A complex series of emotions crossed his face—surprise, a flicker of hope, then a dawning, painful understanding as he took in her pale, determined face, the shadows under her eyes. She wasn't here for him. She was here because she was cornered.

"Okay" he said, his voice carefully neutral. He gestured to the receptionist. "Ms. Vance is here for fellowship materials. Please provide her with every assistance." He turned back to Melissa, his gaze intense. "The selection committee is independent. Impartial."

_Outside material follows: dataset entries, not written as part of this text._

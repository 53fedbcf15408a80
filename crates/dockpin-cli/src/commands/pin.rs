use super::{
    colorize_status, ensure_prereqs, json_pretty, make_backend, spin_fail, spin_ok, spinner,
    CommandError, EXIT_SUCCESS,
};
use dockpin_core::{PinOptions, Resolver};
use dockpin_runtime::check_pin_prereqs;
use dockpin_schema::Selection;
use std::io::Read;
use std::path::Path;

fn read_dockerfile(path: &Path) -> Result<String, CommandError> {
    if path == Path::new("-") {
        let mut content = String::new();
        std::io::stdin()
            .read_to_string(&mut content)
            .map_err(|e| format!("failed to read Dockerfile from stdin: {e}"))?;
        return Ok(content);
    }
    std::fs::read_to_string(path).map_err(|e| {
        CommandError::from(format!(
            "failed to read {}: {e} (pass --base-image or --dockerfile)",
            path.display()
        ))
    })
}

pub fn run(
    selection_file: &Path,
    pin_file: &Path,
    base_image: Option<String>,
    dockerfile: &Path,
    sudo: bool,
    json: bool,
) -> Result<u8, CommandError> {
    let selection = Selection::read_from_file(selection_file).map_err(|e| {
        CommandError::from(format!(
            "failed to read selection file {}: {e}",
            selection_file.display()
        ))
    })?;

    let explicit = base_image.as_deref().is_some_and(|s| !s.trim().is_empty());
    let dockerfile = if explicit {
        None
    } else {
        Some(read_dockerfile(dockerfile)?)
    };
    let options = PinOptions {
        base_image,
        dockerfile,
        elevate: sudo,
    };

    let backend = make_backend()?;
    let docker = std::env::var("DOCKPIN_DOCKER").unwrap_or_else(|_| "docker".to_owned());
    ensure_prereqs(backend.as_ref(), || check_pin_prereqs(docker.trim()))?;

    let pb = if json {
        None
    } else {
        Some(spinner("resolving package versions..."))
    };
    let result = match Resolver::new(backend.as_ref()).pin(&selection, &options, pin_file) {
        Ok(r) => {
            if let Some(ref pb) = pb {
                spin_ok(pb, "package versions resolved");
            }
            r
        }
        Err(e) => {
            if let Some(ref pb) = pb {
                spin_fail(pb, "resolution failed");
            }
            return Err(e.into());
        }
    };

    if json {
        let payload = serde_json::json!({
            "status": "pinned",
            "lock_file": pin_file,
            "base_image": result.document.base_image,
            "inferred_base_image": result.inferred_base_image,
            "packages": result.document.packages,
        });
        println!("{}", json_pretty(&payload)?);
    } else {
        eprintln!(
            "{} {} package(s) for {} in {}",
            colorize_status("pinned"),
            result.document.packages.len(),
            result.document.base_image,
            pin_file.display()
        );
    }

    Ok(EXIT_SUCCESS)
}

He was telling her she wouldn't get special treatment. He was also telling her he wouldn't stand in her way. It was the most respectful thing he could do, and she hated him a little for it.

"Thank you," she said stiffly, turning to follow the receptionist.

As she walked away, Luca watched her go, Vittorio's warning echoing in his head. He had tried to leave her be. But fate, or her own desperate courage, had brought her right to his doorstep. The parallel lines were not just meeting; they were becoming dangerously, irrevocably tangled.